Felicity wished the young woman would go. But Saslow had said she was under orders to remain, as, apparently, was the young uniformed PC on sentry duty in the corridor. Felicity did not have the energy to protest about the presence of either officer. She wished she too could sink into a morphine-induced sleep. Indeed she wished that she could sleep for ever.
Instead her mind was racing, trying to come up with some explanation for the disappearance of her daughter and granddaughter. She dreaded to think what might be preventing them from answering her calls, or making contact to let everyone know that they were all right. Had they been abducted, like Fred? But by whom? And why?
Felicity picked up her phone again and dialled Vogel’s mobile. She had no intention of using PC Saslow as a go-between, although she suspected that was what she was expected to do.
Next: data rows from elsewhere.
#[cfg(test)]
mod tests {
    use super::*;
    use serde_json::json;

    #[test]
    fn test_defaults() {
        let settings = ZoneGeneratorSettings::default();
        assert_eq!(settings.notes().len(), 128);
        assert_eq!(settings.velocities(), [15, 31, 47, 63, 79, 95, 111, 127]);
        assert_eq!(settings.aftertouch_values(), [None]);
        assert_eq!(settings.zone_count(), 128 * 8);
    }

    #[test]
    fn test_first_note_raises_last_note() {
        let mut settings = ZoneGeneratorSettings::default();
        settings.set_last_note(40).unwrap();
        assert_eq!(settings.total_notes(), 41);

        settings.set_first_note(60).unwrap();
        assert_eq!(settings.last_note(), 60);
        assert_eq!(settings.total_notes(), 1);
        assert_eq!(settings.notes(), [60]);
    }

    #[test]
    fn test_last_note_lowers_first_note() {
        let mut settings = ZoneGeneratorSettings::default();
        settings.set_first_note(100).unwrap();
        settings.set_last_note(20).unwrap();
        assert_eq!(settings.first_note(), 20);
        assert_eq!(settings.total_notes(), 1);
    }

    #[test]
    fn test_total_notes_widens_range() {
        let mut settings = ZoneGeneratorSettings::default();
        settings.set_first_note(120).unwrap();
        assert_eq!(settings.total_notes(), 8);

        settings.set_total_notes(12).unwrap();
        assert_eq!(settings.last_note(), 127);
        assert_eq!(settings.first_note(), 116);
        assert_eq!(settings.notes().len(), 12);
    }

    #[test]
    fn test_notes_spread_over_range() {
        let mut settings = ZoneGeneratorSettings::default();
        settings.set_first_note(36).unwrap();
        settings.set_last_note(96).unwrap();
        settings.set_total_notes(5).unwrap();
        assert_eq!(settings.notes(), [36, 51, 66, 81, 96]);
    }

    #[test]
    fn test_rejects_out_of_range_values() {
        let mut settings = ZoneGeneratorSettings::default();
        assert!(settings.set_channel(0).is_err());
        assert!(settings.set_channel(17).is_err());
        assert!(settings.set_velocity_layers(0).is_err());
        assert!(settings.set_velocity_layers(128).is_err());
        assert!(settings.set_total_notes(0).is_err());
        assert!(settings.set_first_note(128).is_err());
        assert!(settings.set_sample_time(0.0).is_err());
        assert!(settings.set_release_time(-1.0).is_err());
        assert!(settings.set_release_time(0.0).is_ok());
        assert_eq!(settings.channel(), 1);
    }

    #[test]
    fn test_layer_values() {
        assert_eq!(layer_values(1), [127]);
        assert_eq!(layer_values(2), [63, 127]);
        assert_eq!(layer_values(128).first(), Some(&0));
        assert_eq!(optional_layer_values(0), [None]);
        assert_eq!(optional_layer_values(4), [Some(31), Some(63), Some(95), Some(127)]);
    }

    #[test]
    fn test_state_keeps_unknown_keys() {
        let state = json!({"velocity_layers": 4, "future": [1, 2]});
        let settings = ZoneGeneratorSettings::from_state(&state).unwrap();
        assert_eq!(settings.velocity_layers(), 4);
        assert_eq!(settings.channel(), 1);

        let saved = settings.to_state();
        assert_eq!(saved["future"], json!([1, 2]));
        assert_eq!(saved["velocity_layers"], json!(4));
    }

    #[test]
    fn test_invalid_state_is_rejected() {
        assert!(ZoneGeneratorSettings::from_state(&json!({"channel": 40})).is_err());
        assert!(ZoneGeneratorSettings::from_state(&json!({"first_note": 90, "last_note": 10})).is_err());
        assert!(ZoneGeneratorSettings::from_state(&json!("nonsense")).is_err());
        assert_eq!(
            ZoneGeneratorSettings::from_state(&Value::Null).unwrap(),
            ZoneGeneratorSettings::default()
        );
    }
}
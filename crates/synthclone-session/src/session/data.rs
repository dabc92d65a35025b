//! Storage behind the session.

use std::path::PathBuf;
use std::rc::Rc;

use indexmap::IndexMap;
use serde_json::Value;
use synthclone_core::{
    ComponentRecord, EffectId, JobId, MenuActionId, MenuSeparatorId, ParticipantId,
    ParticipantKey, ParticipantRecord, PropertyVisibility, SampleChannelCount, SampleRate,
    SamplerId, SessionState, TargetId, Zone, ZoneId,
};
use tokio_util::sync::CancellationToken;

use crate::component::ComponentId;
use crate::menu::MenuLocation;
use crate::participant::Participant;
use crate::registration::{Registrable, Registration};

/// A registered object, who created it and its registration.
pub(crate) struct Entry<H: Registrable> {
    pub object: H::Removed,
    pub creator: ParticipantKey,
    pub registration: Registration<H>,
}

pub(crate) struct MenuEntry<H: Registrable> {
    pub entry: Entry<H>,
    pub location: MenuLocation,
    pub sub_menus: Vec<String>,
}

pub(crate) struct ParticipantEntry {
    pub participant: Rc<dyn Participant>,
    pub id: ParticipantId,
    pub parent: Option<ParticipantKey>,
    pub active: bool,
    /// State to hand to `activate`, and to save while inactive.
    pub saved_state: Value,
    pub registration: Registration<ParticipantKey>,
}

pub(crate) struct ZoneEntry {
    pub zone: Zone,
    pub selected: bool,
    pub registration: Registration<ZoneId>,
}

pub(crate) struct RunningJob {
    pub id: JobId,
    pub attempt: u64,
    pub cancel: CancellationToken,
    pub aborting: bool,
}

/// Saved records whose creator is not registered or not active. They are
/// written back unchanged on the next save.
#[derive(Default)]
pub(crate) struct Orphans {
    pub participants: Vec<ParticipantRecord>,
    pub effects: Vec<ComponentRecord>,
    pub targets: Vec<ComponentRecord>,
    pub sampler: Option<ComponentRecord>,
}

#[derive(Default)]
pub(crate) struct SessionData {
    pub state: SessionState,
    pub directory: Option<PathBuf>,
    pub sample_rate: Option<SampleRate>,
    pub channel_count: SampleChannelCount,
    pub visibility: PropertyVisibility,

    pub participants: IndexMap<ParticipantKey, ParticipantEntry>,
    pub effects: IndexMap<EffectId, Entry<EffectId>>,
    pub targets: IndexMap<TargetId, Entry<TargetId>>,
    pub sampler: Option<(SamplerId, Entry<SamplerId>)>,
    pub menu_actions: IndexMap<MenuActionId, MenuEntry<MenuActionId>>,
    pub menu_separators: IndexMap<MenuSeparatorId, MenuEntry<MenuSeparatorId>>,
    pub zones: IndexMap<ZoneId, ZoneEntry>,
    pub effect_jobs: IndexMap<JobId, Entry<JobId>>,
    pub sampler_jobs: IndexMap<JobId, Entry<JobId>>,

    pub current_effect_job: Option<RunningJob>,
    pub current_sampler_job: Option<RunningJob>,
    pub selected_effect: Option<EffectId>,
    pub selected_target: Option<TargetId>,
    pub focused: Option<ComponentId>,

    pub orphans: Orphans,
    pub quit_requested: bool,
}

impl SessionData {
    pub fn new() -> Self {
        Self {
            channel_count: 2,
            ..Self::default()
        }
    }

    pub fn has_component(&self, component: ComponentId) -> bool {
        match component {
            ComponentId::Effect(id) => self.effects.contains_key(&id),
            ComponentId::Target(id) => self.targets.contains_key(&id),
            ComponentId::Sampler(id) => self.sampler.as_ref().is_some_and(|(s, _)| *s == id),
        }
    }

    pub fn has_location(&self, location: MenuLocation) -> bool {
        location.component().is_none_or(|c| self.has_component(c))
    }
}

/// Resolve an insertion index; `None` appends.
///
/// # Panics
///
/// Panics if `index` is past the end.
pub(crate) fn insert_position(index: Option<usize>, len: usize, what: &str) -> usize {
    match index {
        None => len,
        Some(index) => {
            assert!(
                index <= len,
                "{what} index {index} is out of range (count is {len})"
            );
            index
        }
    }
}

/// # Panics
///
/// Panics if `index` does not address an existing element.
pub(crate) fn check_index(index: usize, len: usize, what: &str) {
    assert!(
        index < len,
        "{what} index {index} is out of range (count is {len})"
    );
}
//! Sample buffers, sample rates and channel counts.

use std::fmt;

use serde::{Deserialize, Serialize};

use crate::error::SessionError;

/// Lowest supported sample rate, in Hz.
pub const SAMPLE_RATE_MINIMUM: u32 = 8000;
/// Highest supported sample rate, in Hz.
pub const SAMPLE_RATE_MAXIMUM: u32 = 192_000;

/// Number of interleaved channels in a sample.
pub type SampleChannelCount = u16;

/// A sample rate within [`SAMPLE_RATE_MINIMUM`, `SAMPLE_RATE_MAXIMUM`].
///
/// "Not set" is modelled as `Option<SampleRate>`.
#[derive(Debug, Clone, Copy, PartialEq, Eq, PartialOrd, Ord, Hash, Serialize, Deserialize)]
#[serde(try_from = "u32", into = "u32")]
pub struct SampleRate(u32);

impl SampleRate {
    /// Validate a rate in Hz.
    pub fn new(hz: u32) -> Result<Self, SessionError> {
        if (SAMPLE_RATE_MINIMUM..=SAMPLE_RATE_MAXIMUM).contains(&hz) {
            Ok(Self(hz))
        } else {
            Err(SessionError::InvalidSampleRate { value: hz })
        }
    }

    /// Rate in Hz.
    pub fn hz(self) -> u32 {
        self.0
    }
}

impl TryFrom<u32> for SampleRate {
    type Error = SessionError;

    fn try_from(hz: u32) -> Result<Self, Self::Error> {
        Self::new(hz)
    }
}

impl From<SampleRate> for u32 {
    fn from(rate: SampleRate) -> Self {
        rate.0
    }
}

impl fmt::Display for SampleRate {
    fn fmt(&self, f: &mut fmt::Formatter<'_>) -> fmt::Result {
        write!(f, "{} Hz", self.0)
    }
}

/// Reject a zero channel count.
pub fn validate_channel_count(count: SampleChannelCount) -> Result<SampleChannelCount, SessionError> {
    if count == 0 {
        Err(SessionError::InvalidChannelCount)
    } else {
        Ok(count)
    }
}

/// An in-memory interleaved `f32` sample.
#[derive(Debug, Clone, PartialEq, Serialize, Deserialize)]
pub struct Sample {
    /// Sample rate of the data.
    pub rate: SampleRate,
    /// Number of interleaved channels.
    pub channels: SampleChannelCount,
    /// Interleaved frames.
    pub data: Vec<f32>,
}

impl Sample {
    /// Create a sample, checking that `data` holds whole frames.
    pub fn new(
        rate: SampleRate,
        channels: SampleChannelCount,
        data: Vec<f32>,
    ) -> Result<Self, SessionError> {
        validate_channel_count(channels)?;
        if data.len() % usize::from(channels) != 0 {
            return Err(SessionError::InvalidSampleData {
                len: data.len(),
                channels,
            });
        }
        Ok(Self {
            rate,
            channels,
            data,
        })
    }

    /// Create a silent sample of `frames` frames.
    pub fn silent(rate: SampleRate, channels: SampleChannelCount, frames: usize) -> Self {
        Self {
            rate,
            channels: channels.max(1),
            data: vec![0.0; frames * usize::from(channels.max(1))],
        }
    }

    /// Number of frames.
    pub fn frames(&self) -> usize {
        self.data.len() / usize::from(self.channels.max(1))
    }

    /// Duration in seconds.
    pub fn duration(&self) -> f64 {
        self.frames() as f64 / f64::from(self.rate.hz())
    }

    /// Iterate over frames as channel slices.
    pub fn frame_iter(&self) -> impl Iterator<Item = &[f32]> {
        self.data.chunks_exact(usize::from(self.channels.max(1)))
    }

    /// Check whether the sample has no frames.
    pub fn is_empty(&self) -> bool {
        self.data.is_empty()
    }
}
Presumably, if the detective inspector had any news, he would have called her. But she had to do something.
There was no reply.
Felicity sat for a few minutes more, watching and envying her sleeping husband, then tried Vogel’s number again. There was still no reply. PC Saslow continued to sit quietly by the window.
A minute or two later, the door to Henry’s room opened softly. DI Vogel, DCI Clarke and a ward sister entered.
Felicity had only to look at their faces to know that they were the bearers of bad news. Very bad news, she feared.
Clarke’s face was grey and her mouth was set in a grim line. Her hair seemed to be wet. Felicity wondered vaguely why. Vogel also looked pale. But perhaps he always looked pale? She thought he probably did. This was something else though. Clarke’s hands were trembling. So, Felicity thought, were Vogel’s hands. His eyes were red-rimmed. Felicity wondered if he had been crying. Surely not, she thought. Policemen don’t cry, do they? No, it was just stress and weariness, she supposed.
The two officers approached Henry’s bed. The nursing sister hovered behind them, unsure what to do.
PC Saslow stood up. She looked questioningly at the two detectives. They both ignored her. She seemed to know better than to speak. Felicity wondered obliquely whether learning when to stay silent was part of the training for police liaison officers.
Henry remained in his drug-induced sleep.
‘Mrs Tanner,’ said Clarke, ‘you’d better wake your husband, if you can.’
Felicity felt the icy fingers of foreboding run down her spine. She didn’t argue. She didn’t even utter a cursory why. Instead she reached out and shook her husband’s good arm.
‘Henry, Henry,’ she called to him, her voice loud and unnaturally high-pitched.
Her husband took a while to stir. Then he opened his eyes suddenly. Vogel and Clarke were standing at the foot of his bed, directly in his line of vision. They were the first people he saw as he began to re-enter consciousness, a state from which he might soon wish he could escape. Like his wife. For ever.